Of all the lines in the entries below, give again exactly those starting at the line containing "Ok(Self(bytes))" and ending at the line containing "impl fmt::Debug for", both ends included, and no others.

================

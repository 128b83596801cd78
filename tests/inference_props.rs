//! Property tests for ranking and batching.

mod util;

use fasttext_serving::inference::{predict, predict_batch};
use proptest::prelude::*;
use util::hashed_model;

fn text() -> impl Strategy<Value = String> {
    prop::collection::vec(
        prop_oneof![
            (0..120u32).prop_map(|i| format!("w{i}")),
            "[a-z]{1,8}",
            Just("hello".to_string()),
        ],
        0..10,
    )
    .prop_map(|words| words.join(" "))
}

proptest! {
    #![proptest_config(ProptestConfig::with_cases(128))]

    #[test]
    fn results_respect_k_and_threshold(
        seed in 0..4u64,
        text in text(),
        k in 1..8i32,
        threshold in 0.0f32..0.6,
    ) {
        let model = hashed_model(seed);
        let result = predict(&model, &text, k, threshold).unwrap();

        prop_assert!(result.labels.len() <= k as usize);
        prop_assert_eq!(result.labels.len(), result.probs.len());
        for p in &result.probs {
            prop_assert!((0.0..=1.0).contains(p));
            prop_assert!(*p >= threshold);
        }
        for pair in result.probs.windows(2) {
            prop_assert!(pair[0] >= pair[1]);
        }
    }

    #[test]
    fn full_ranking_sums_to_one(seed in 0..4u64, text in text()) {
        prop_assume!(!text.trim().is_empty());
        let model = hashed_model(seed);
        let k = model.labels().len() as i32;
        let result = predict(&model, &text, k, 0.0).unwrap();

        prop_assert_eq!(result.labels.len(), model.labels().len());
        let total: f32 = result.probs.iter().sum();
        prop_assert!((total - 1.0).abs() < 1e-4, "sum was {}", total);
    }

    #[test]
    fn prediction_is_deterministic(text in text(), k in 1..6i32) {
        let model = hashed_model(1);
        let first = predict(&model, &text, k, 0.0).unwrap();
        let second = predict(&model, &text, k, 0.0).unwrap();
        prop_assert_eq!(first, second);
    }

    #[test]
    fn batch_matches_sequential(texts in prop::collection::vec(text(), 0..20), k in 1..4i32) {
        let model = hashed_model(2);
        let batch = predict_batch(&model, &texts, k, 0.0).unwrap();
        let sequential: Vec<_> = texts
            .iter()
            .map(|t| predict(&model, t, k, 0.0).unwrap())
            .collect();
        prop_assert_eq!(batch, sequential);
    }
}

================

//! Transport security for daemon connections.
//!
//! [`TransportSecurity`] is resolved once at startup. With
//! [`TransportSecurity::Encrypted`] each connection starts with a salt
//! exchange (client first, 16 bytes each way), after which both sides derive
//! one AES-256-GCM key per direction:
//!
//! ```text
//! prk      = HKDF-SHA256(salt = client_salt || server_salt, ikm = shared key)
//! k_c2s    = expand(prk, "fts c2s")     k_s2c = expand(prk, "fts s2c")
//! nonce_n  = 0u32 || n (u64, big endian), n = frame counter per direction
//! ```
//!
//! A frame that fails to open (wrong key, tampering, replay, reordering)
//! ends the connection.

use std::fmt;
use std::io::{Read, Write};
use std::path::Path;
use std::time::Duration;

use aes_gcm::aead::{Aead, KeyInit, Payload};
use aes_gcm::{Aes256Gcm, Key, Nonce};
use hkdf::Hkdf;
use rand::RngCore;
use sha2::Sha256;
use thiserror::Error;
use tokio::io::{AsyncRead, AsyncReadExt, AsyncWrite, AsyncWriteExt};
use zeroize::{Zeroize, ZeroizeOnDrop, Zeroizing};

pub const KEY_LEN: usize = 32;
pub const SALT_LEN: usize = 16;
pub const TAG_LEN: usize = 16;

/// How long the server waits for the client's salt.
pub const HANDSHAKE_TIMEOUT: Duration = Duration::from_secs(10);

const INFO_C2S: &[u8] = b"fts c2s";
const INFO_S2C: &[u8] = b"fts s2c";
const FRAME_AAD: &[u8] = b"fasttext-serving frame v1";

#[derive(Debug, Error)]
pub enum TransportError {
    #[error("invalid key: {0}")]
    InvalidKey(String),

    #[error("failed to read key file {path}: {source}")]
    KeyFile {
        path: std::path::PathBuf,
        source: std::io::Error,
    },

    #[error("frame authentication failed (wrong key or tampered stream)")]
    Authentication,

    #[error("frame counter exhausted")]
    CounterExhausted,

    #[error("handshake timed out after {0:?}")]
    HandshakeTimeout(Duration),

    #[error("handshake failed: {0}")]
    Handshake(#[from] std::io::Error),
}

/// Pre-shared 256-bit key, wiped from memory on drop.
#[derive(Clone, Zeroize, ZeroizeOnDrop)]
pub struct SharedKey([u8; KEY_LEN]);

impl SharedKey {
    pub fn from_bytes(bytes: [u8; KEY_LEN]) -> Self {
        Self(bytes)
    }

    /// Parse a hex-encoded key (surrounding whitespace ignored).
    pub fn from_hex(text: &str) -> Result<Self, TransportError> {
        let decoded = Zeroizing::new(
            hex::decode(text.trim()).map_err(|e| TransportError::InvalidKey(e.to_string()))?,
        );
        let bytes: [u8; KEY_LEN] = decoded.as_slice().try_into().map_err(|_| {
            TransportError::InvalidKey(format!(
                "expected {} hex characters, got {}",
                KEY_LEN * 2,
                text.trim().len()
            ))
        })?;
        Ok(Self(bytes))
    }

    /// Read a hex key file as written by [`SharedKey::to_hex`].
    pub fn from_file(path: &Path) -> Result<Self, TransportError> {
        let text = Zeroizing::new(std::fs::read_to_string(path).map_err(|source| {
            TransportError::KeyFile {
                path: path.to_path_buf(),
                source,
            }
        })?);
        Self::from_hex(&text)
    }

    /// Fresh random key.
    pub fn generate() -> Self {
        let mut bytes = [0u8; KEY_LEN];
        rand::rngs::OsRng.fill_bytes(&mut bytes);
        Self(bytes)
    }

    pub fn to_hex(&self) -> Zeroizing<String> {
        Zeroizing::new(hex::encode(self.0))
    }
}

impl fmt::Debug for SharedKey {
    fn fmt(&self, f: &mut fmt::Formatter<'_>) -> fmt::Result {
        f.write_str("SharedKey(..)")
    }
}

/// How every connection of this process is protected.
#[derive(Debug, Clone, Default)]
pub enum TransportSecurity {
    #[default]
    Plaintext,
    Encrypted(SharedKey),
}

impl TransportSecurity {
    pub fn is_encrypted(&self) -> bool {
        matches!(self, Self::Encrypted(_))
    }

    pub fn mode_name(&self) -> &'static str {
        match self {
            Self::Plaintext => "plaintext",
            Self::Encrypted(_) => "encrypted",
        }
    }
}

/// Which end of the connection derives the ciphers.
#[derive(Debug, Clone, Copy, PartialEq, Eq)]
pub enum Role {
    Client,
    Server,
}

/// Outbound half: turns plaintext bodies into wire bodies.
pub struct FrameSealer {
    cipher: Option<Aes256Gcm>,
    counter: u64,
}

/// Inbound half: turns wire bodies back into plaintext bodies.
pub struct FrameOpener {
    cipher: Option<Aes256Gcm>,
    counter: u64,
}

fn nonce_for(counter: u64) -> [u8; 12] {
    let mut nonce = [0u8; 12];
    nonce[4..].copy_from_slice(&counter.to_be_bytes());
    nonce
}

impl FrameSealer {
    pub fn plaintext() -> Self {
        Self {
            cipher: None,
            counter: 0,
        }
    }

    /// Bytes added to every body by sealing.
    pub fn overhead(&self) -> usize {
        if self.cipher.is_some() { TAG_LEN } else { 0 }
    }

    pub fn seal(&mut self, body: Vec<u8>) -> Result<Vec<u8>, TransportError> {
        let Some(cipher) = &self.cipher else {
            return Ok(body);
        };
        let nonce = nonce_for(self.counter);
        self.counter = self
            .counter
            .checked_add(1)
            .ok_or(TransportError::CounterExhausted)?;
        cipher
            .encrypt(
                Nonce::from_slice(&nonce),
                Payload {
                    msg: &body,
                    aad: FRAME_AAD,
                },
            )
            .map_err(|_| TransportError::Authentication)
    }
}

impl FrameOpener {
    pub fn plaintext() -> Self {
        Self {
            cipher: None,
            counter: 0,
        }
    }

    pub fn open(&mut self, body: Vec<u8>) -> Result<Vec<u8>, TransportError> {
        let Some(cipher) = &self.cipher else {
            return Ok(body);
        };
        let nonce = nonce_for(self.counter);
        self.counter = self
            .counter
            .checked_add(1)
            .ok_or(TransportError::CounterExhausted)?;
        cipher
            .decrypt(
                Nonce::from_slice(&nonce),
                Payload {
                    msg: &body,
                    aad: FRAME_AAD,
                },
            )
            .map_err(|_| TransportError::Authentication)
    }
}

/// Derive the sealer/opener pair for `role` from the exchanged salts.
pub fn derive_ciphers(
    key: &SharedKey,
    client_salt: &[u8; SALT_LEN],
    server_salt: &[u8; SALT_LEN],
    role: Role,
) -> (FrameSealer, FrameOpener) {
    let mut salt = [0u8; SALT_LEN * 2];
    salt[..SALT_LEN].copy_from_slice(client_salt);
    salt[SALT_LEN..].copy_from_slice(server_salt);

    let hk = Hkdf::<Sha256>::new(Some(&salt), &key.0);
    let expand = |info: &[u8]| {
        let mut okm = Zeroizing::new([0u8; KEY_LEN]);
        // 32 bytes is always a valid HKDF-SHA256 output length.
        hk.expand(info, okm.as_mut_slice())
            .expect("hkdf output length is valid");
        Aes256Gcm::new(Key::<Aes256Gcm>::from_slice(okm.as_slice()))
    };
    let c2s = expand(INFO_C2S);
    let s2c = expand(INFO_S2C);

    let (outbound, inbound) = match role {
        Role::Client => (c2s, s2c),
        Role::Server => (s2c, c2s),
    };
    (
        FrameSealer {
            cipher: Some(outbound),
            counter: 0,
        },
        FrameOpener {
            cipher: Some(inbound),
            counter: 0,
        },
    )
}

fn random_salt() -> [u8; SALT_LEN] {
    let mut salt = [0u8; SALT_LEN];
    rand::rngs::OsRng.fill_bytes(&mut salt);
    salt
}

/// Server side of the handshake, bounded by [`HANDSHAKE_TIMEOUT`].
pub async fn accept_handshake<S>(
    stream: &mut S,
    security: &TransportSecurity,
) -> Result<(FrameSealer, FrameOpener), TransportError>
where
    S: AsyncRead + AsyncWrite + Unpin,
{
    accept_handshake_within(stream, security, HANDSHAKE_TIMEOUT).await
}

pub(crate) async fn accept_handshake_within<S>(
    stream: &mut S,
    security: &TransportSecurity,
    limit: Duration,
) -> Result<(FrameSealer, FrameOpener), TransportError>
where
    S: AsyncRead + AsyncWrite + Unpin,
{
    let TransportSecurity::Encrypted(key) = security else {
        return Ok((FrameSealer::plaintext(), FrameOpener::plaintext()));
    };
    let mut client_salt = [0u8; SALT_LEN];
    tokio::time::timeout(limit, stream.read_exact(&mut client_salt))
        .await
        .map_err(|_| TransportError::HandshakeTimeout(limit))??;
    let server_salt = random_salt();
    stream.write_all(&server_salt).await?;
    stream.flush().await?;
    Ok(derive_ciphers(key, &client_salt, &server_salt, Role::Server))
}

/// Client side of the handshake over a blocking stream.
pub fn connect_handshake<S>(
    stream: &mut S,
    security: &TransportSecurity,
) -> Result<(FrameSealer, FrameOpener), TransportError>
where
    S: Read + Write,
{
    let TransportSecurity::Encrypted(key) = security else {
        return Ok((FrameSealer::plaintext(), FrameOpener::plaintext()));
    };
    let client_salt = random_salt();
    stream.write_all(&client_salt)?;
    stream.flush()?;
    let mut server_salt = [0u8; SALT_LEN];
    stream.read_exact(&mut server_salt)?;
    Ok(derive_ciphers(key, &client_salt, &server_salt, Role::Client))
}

================

YOUR SOLUTION.
        Ok(Self(bytes))
    }

    /// Read a hex key file as written by [`SharedKey::to_hex`].
    pub fn from_file(path: &Path) -> Result<Self, TransportError> {
        let text = Zeroizing::new(std::fs::read_to_string(path).map_err(|source| {
            TransportError::KeyFile {
                path: path.to_path_buf(),
                source,
            }
        })?);
        Self::from_hex(&text)
    }

    /// Fresh random key.
    pub fn generate() -> Self {
        let mut bytes = [0u8; KEY_LEN];
        rand::rngs::OsRng.fill_bytes(&mut bytes);
        Self(bytes)
    }

    pub fn to_hex(&self) -> Zeroizing<String> {
        Zeroizing::new(hex::encode(self.0))
    }
}

impl fmt::Debug for SharedKey {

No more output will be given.